■ **Exercise objective**: Look through the data below for the line with "side is closed" and the line with "fn dependencies(p: &Params)", then output those two and all lines in between, exactly as written.

╭─ Data section

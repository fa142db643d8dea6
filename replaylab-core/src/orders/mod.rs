//! Order management: validity rules, the per-trader order book, and the
//! read-side curve reconstruction used for display.

pub mod history;
pub mod order_book;
pub mod validity;

pub use history::{order_curves, OrderCurve, OrderCurves};
pub use order_book::{OrderBook, OrderError, OrderRequest, Quote, TriggerPolicy};
pub use validity::{check_request, exit_reached, strike_reached, ExitReason};
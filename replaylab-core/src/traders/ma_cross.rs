//! Moving-average crossover trader.
//!
//! Goes long with a market BUY when the fast SMA crosses above the slow one,
//! short with a market SELL on the opposite cross. Any position on the other
//! side is closed first. Stop-loss and take-profit sit `stop_pct` and
//! `target_pct` percent away from the entry price.

use crate::components::{DependencySpec, IndicatorView, Trader, TraderContext, TraderEntry};
use crate::domain::params::{param_f64, param_usize, params};
use crate::domain::{OrderKind, OrderSide, Params};
use crate::indicators::Sma;

#[derive(Debug, Clone)]
pub struct MaCross {
    fast: String,
    slow: String,
    stop_pct: f64,
    target_pct: f64,
}

impl MaCross {
    pub fn new(fast_period: usize, slow_period: usize, stop_pct: f64, target_pct: f64) -> Self {
        Self {
            fast: Sma::name_for(fast_period),
            slow: Sma::name_for(slow_period),
            stop_pct,
            target_pct,
        }
    }

    /// Sign of the fast-minus-slow gap `back` candles ago (0 when unknown).
    fn regime(&self, view: &IndicatorView<'_>, back: usize) -> i8 {
        let gap = view.value(&self.fast, back) - view.value(&self.slow, back);
        if gap > 0.0 {
            1
        } else if gap < 0.0 {
            -1
        } else {
            0
        }
    }
}

impl Trader for MaCross {
    fn calculate(&mut self, ctx: &mut TraderContext<'_>) {
        let now = self.regime(ctx.indicators(), 0);
        let before = self.regime(ctx.indicators(), 1);
        if now == 0 || before == 0 || now == before {
            return;
        }

        let side = if now > 0 { OrderSide::Buy } else { OrderSide::Sell };
        let opposite: Vec<_> = ctx
            .active_orders()
            .filter(|o| o.side() != side)
            .map(|o| o.id)
            .collect();
        for id in opposite {
            let _ = ctx.close_order(id);
        }
        if ctx.active_orders().any(|o| o.side() == side) {
            return;
        }

        let price = ctx.price();
        let stop = price * self.stop_pct / 100.0;
        let target = price * self.target_pct / 100.0;
        match side {
            OrderSide::Buy => ctx.create_order(OrderKind::Buy, price - stop, price + target, None),
            OrderSide::Sell => ctx.create_order(OrderKind::Sell, price + stop, price - target, None),
        };
    }
}

fn dependencies(p: &Params) -> Vec<DependencySpec> {
    [param_usize(p, "fast_period", 10), param_usize(p, "slow_period", 30)]
        .into_iter()
        .map(|period| {
            DependencySpec::new(Sma::name_for(period), "sma", params([("period", period as f64)]))
        })
        .collect()
}

pub fn entry() -> TraderEntry {
    TraderEntry::new(
        "ma_cross",
        "market orders on fast/slow sma crossovers",
        params([
            ("fast_period", 10.0),
            ("slow_period", 30.0),
            ("stop_pct", 0.5),
            ("target_pct", 1.0),
        ]),
        |p| {
            Box::new(MaCross::new(
                param_usize(p, "fast_period", 10),
                param_usize(p, "slow_period", 30),
                param_f64(p, "stop_pct", 0.5),
                param_f64(p, "target_pct", 1.0),
            ))
        },
    )
    .with_dependencies(dependencies)
}

#[cfg(test)]
mod tests {
    use super::*;
    use crate::components::{History, IndicatorOutput};
    use crate::domain::{Candle, OrderStatus};
    use crate::orders::{OrderBook, Quote};
    use chrono::NaiveDate;

    fn outputs(fast: [f64; 2], slow: [f64; 2]) -> Vec<IndicatorOutput> {
        let mut f = IndicatorOutput::new("sma_2", 2);
        f.values.copy_from_slice(&fast);
        let mut s = IndicatorOutput::new("sma_4", 2);
        s.values.copy_from_slice(&slow);
        vec![f, s]
    }

    fn run(trader: &mut MaCross, book: &mut OrderBook, outs: &[IndicatorOutput], price: f64) {
        let time = NaiveDate::from_ymd_opt(2024, 1, 2)
            .unwrap()
            .and_hms_opt(1, 0, 0)
            .unwrap();
        let closed = [Candle::flat(time - chrono::Duration::hours(1), price)];
        let history = History::new(Candle::flat(time, price), &closed);
        let mut ctx = TraderContext::new(
            "cross",
            history,
            IndicatorView::new(outs, 1),
            book,
            Quote::at(time, price),
        );
        trader.calculate(&mut ctx);
    }

    #[test]
    fn buys_on_upward_cross() {
        let mut trader = MaCross::new(2, 4, 1.0, 2.0);
        let mut book = OrderBook::new(0.0);
        run(&mut trader, &mut book, &outputs([9.0, 11.0], [10.0, 10.0]), 100.0);
        let orders = book.orders();
        assert_eq!(orders.len(), 1);
        assert_eq!(orders[0].kind, OrderKind::Buy);
        assert!((orders[0].stop_loss - 99.0).abs() < 1e-9);
        assert!((orders[0].take_profit - 102.0).abs() < 1e-9);
    }

    #[test]
    fn reverses_on_downward_cross() {
        let mut trader = MaCross::new(2, 4, 1.0, 2.0);
        let mut book = OrderBook::new(0.0);
        run(&mut trader, &mut book, &outputs([9.0, 11.0], [10.0, 10.0]), 100.0);
        run(&mut trader, &mut book, &outputs([11.0, 9.0], [10.0, 10.0]), 100.5);
        assert_eq!(book.orders()[0].status, OrderStatus::Closed);
        assert_eq!(book.orders()[1].kind, OrderKind::Sell);
        assert_eq!(book.orders()[1].status, OrderStatus::Active);
    }

    #[test]
    fn no_cross_no_order() {
        let mut trader = MaCross::new(2, 4, 1.0, 2.0);
        let mut book = OrderBook::new(0.0);
        run(&mut trader, &mut book, &outputs([11.0, 12.0], [10.0, 10.0]), 100.0);
        run(&mut trader, &mut book, &outputs([f64::NAN, 12.0], [10.0, 10.0]), 100.0);
        assert!(book.is_empty());
    }
}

╰─

■ **Task result**:
//! side is closed first. Stop-loss and take-profit sit `stop_pct` and
//! `target_pct` percent away from the entry price.

use crate::components::{DependencySpec, IndicatorView, Trader, TraderContext, TraderEntry};
use crate::domain::params::{param_f64, param_usize, params};
use crate::domain::{OrderKind, OrderSide, Params};
use crate::indicators::Sma;

#[derive(Debug, Clone)]
pub struct MaCross {
    fast: String,
    slow: String,
    stop_pct: f64,
    target_pct: f64,
}

impl MaCross {
    pub fn new(fast_period: usize, slow_period: usize, stop_pct: f64, target_pct: f64) -> Self {
        Self {
            fast: Sma::name_for(fast_period),
            slow: Sma::name_for(slow_period),
            stop_pct,
            target_pct,
        }
    }

    /// Sign of the fast-minus-slow gap `back` candles ago (0 when unknown).
    fn regime(&self, view: &IndicatorView<'_>, back: usize) -> i8 {
        let gap = view.value(&self.fast, back) - view.value(&self.slow, back);
        if gap > 0.0 {
            1
        } else if gap < 0.0 {
            -1
        } else {
            0
        }
    }
}

impl Trader for MaCross {
    fn calculate(&mut self, ctx: &mut TraderContext<'_>) {
        let now = self.regime(ctx.indicators(), 0);
        let before = self.regime(ctx.indicators(), 1);
        if now == 0 || before == 0 || now == before {
            return;
        }

        let side = if now > 0 { OrderSide::Buy } else { OrderSide::Sell };
        let opposite: Vec<_> = ctx
            .active_orders()
            .filter(|o| o.side() != side)
            .map(|o| o.id)
            .collect();
        for id in opposite {
            let _ = ctx.close_order(id);
        }
        if ctx.active_orders().any(|o| o.side() == side) {
            return;
        }

        let price = ctx.price();
        let stop = price * self.stop_pct / 100.0;
        let target = price * self.target_pct / 100.0;
        match side {
            OrderSide::Buy => ctx.create_order(OrderKind::Buy, price - stop, price + target, None),
            OrderSide::Sell => ctx.create_order(OrderKind::Sell, price + stop, price - target, None),
        };
    }
}

fn dependencies(p: &Params) -> Vec<DependencySpec> {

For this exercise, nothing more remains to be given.